● **WORK REQUIRED**
Identify each line below containing the string "PartialEq" and copy it.

= = = =

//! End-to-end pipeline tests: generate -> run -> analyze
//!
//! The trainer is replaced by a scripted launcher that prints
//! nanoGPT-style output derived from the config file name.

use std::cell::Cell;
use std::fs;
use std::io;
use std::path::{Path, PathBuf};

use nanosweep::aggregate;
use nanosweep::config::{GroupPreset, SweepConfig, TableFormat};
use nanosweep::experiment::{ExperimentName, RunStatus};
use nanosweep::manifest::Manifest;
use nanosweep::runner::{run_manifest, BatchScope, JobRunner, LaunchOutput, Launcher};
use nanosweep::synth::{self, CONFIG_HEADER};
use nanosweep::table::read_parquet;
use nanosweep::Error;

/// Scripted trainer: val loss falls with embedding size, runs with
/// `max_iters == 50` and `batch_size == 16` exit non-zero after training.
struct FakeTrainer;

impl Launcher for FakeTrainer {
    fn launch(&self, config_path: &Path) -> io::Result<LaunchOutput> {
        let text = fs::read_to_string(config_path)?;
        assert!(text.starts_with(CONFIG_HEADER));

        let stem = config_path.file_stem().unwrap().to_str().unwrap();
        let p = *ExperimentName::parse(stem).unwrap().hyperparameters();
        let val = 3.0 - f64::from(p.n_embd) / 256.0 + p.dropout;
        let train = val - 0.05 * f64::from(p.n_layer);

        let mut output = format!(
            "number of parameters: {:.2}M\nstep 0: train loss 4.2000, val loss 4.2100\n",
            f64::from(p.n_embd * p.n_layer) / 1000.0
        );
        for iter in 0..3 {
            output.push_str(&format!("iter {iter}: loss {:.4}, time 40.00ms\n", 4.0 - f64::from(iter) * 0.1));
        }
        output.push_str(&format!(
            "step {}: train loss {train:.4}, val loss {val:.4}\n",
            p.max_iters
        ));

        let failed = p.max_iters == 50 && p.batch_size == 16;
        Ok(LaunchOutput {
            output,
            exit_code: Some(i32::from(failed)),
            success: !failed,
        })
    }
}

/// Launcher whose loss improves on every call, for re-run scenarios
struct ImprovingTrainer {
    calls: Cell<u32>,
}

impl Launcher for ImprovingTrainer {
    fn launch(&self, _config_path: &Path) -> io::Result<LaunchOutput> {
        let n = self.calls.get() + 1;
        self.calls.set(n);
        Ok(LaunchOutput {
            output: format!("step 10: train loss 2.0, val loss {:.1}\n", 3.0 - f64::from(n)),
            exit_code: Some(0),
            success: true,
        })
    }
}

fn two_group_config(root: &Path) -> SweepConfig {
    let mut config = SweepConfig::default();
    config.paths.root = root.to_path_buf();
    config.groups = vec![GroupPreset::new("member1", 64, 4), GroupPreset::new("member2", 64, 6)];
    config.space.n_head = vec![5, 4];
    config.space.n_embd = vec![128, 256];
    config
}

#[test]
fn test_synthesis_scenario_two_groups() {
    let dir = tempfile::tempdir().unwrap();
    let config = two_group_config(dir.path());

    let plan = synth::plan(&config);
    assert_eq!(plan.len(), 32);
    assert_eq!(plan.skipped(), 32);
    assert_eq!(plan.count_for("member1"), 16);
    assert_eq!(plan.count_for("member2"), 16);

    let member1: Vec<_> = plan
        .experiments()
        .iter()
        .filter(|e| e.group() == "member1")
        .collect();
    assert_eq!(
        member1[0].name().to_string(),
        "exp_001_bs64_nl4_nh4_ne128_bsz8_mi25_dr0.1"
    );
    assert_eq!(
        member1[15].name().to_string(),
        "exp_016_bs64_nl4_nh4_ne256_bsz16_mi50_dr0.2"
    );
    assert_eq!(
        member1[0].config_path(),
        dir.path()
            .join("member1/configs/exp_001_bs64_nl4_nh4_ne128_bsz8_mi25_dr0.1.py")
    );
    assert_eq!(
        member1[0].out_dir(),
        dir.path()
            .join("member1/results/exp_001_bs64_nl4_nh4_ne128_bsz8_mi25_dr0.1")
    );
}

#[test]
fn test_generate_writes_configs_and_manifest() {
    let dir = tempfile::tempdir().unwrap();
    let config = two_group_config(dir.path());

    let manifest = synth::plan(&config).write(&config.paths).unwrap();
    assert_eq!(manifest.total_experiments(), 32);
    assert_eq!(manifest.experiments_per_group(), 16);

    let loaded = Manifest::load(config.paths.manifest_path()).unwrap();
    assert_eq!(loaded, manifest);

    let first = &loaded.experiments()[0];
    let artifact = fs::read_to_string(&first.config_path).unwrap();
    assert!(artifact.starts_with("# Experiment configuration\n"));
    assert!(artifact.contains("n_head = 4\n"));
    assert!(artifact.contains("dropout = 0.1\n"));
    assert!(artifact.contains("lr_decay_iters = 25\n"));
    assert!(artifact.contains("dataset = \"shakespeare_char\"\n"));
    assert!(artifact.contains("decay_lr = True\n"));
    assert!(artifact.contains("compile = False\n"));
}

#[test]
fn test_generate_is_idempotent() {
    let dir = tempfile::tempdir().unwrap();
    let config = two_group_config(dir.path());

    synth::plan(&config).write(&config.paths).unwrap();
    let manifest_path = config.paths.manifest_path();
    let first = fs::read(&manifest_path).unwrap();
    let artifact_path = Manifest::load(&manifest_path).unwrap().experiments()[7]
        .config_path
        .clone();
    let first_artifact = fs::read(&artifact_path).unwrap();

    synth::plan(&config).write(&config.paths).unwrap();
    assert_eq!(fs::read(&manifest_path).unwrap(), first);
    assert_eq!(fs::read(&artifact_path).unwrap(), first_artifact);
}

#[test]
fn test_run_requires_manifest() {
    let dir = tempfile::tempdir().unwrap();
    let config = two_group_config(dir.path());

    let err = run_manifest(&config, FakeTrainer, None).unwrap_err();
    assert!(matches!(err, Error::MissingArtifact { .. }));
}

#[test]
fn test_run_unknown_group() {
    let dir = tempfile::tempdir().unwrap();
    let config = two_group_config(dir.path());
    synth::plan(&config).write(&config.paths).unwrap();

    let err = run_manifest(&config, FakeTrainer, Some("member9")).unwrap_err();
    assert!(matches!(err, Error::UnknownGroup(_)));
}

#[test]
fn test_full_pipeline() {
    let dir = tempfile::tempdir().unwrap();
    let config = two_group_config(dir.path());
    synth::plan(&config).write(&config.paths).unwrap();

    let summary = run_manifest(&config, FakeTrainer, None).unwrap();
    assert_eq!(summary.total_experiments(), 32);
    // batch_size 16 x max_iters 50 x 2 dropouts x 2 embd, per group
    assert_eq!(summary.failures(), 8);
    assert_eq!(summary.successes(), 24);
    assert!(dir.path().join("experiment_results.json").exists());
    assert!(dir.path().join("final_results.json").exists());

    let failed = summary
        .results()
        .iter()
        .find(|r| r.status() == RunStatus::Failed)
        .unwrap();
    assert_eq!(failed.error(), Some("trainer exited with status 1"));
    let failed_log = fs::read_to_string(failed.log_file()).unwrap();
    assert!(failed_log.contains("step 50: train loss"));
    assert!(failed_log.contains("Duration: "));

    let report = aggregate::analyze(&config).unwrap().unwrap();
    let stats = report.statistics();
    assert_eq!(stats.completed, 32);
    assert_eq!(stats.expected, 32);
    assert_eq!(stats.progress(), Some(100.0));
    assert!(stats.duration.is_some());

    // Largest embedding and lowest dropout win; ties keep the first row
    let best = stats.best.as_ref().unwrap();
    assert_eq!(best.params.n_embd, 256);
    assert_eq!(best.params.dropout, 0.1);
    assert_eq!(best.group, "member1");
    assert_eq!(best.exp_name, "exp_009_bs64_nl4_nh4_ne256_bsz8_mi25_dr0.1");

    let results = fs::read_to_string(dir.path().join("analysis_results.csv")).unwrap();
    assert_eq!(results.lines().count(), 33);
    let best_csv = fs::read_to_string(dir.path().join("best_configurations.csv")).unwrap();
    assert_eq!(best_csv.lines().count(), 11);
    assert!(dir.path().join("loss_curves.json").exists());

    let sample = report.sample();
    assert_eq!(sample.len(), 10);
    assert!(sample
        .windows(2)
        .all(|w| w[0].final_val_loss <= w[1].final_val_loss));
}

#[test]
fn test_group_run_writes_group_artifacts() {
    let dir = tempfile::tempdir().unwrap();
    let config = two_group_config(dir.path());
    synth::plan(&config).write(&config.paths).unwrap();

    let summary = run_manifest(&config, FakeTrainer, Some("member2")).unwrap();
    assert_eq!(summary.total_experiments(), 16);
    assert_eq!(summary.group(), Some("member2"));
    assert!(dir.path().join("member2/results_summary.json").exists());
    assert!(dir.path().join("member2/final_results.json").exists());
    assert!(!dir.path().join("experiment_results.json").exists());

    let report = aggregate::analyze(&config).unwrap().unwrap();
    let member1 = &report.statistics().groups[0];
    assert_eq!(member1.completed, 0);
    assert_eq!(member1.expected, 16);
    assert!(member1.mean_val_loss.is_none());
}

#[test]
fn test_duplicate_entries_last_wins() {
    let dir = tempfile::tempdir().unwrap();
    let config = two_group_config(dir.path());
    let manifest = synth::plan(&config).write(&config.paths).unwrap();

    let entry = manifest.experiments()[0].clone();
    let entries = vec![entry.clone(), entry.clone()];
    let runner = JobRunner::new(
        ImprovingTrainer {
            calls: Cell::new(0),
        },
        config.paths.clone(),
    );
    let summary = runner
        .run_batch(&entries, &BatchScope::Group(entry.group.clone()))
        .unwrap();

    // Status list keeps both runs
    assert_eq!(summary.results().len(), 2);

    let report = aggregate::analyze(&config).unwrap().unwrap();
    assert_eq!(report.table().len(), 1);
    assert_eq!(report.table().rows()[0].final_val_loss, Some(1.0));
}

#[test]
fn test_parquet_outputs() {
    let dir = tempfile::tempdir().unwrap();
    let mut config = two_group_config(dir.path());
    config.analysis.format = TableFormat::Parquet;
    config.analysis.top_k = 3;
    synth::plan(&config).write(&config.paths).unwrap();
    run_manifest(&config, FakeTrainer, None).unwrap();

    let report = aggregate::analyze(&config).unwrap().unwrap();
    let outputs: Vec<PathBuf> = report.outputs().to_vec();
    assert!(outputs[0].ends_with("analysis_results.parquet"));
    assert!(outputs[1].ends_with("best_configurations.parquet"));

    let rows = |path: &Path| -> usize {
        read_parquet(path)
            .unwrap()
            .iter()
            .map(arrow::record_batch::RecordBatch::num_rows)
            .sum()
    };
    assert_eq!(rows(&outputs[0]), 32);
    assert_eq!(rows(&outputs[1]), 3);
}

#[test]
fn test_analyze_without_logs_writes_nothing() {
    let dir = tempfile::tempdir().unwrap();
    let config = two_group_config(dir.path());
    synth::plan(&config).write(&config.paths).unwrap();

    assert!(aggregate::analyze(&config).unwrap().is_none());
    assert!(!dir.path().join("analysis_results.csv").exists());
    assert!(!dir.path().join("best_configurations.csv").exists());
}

= = = =

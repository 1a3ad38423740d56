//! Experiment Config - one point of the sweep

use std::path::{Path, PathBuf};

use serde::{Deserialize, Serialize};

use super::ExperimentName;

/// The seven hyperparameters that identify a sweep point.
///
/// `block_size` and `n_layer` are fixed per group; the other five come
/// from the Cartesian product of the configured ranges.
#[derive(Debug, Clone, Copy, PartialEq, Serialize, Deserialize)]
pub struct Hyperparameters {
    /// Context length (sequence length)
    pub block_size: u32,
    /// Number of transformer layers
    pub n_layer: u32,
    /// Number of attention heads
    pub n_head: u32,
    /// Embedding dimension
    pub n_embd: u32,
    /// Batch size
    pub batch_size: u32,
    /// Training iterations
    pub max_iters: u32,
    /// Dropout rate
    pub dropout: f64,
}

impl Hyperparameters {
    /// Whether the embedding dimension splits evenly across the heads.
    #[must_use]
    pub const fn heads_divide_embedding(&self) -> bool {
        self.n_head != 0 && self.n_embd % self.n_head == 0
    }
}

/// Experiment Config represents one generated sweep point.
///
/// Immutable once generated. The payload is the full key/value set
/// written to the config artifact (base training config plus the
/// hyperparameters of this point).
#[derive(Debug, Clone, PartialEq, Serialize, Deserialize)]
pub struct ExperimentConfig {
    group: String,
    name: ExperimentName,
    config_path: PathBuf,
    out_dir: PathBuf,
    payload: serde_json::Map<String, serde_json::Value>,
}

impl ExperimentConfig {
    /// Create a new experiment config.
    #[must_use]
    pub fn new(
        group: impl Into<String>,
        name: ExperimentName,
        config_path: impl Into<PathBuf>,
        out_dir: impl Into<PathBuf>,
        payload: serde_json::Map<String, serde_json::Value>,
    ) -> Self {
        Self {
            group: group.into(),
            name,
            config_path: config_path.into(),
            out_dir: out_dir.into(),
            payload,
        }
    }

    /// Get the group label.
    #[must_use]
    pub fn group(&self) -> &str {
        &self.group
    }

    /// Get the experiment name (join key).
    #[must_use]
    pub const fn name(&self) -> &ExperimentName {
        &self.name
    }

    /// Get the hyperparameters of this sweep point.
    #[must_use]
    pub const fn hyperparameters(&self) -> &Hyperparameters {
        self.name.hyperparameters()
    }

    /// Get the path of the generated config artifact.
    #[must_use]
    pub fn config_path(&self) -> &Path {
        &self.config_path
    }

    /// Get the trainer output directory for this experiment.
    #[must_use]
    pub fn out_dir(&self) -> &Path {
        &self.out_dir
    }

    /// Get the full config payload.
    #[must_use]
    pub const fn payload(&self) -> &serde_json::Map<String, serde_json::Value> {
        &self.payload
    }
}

= = = =

● **EXERCISE SOLUTION**
#[derive(Debug, Clone, Copy, PartialEq, Serialize, Deserialize)]
#[derive(Debug, Clone, PartialEq, Serialize, Deserialize)]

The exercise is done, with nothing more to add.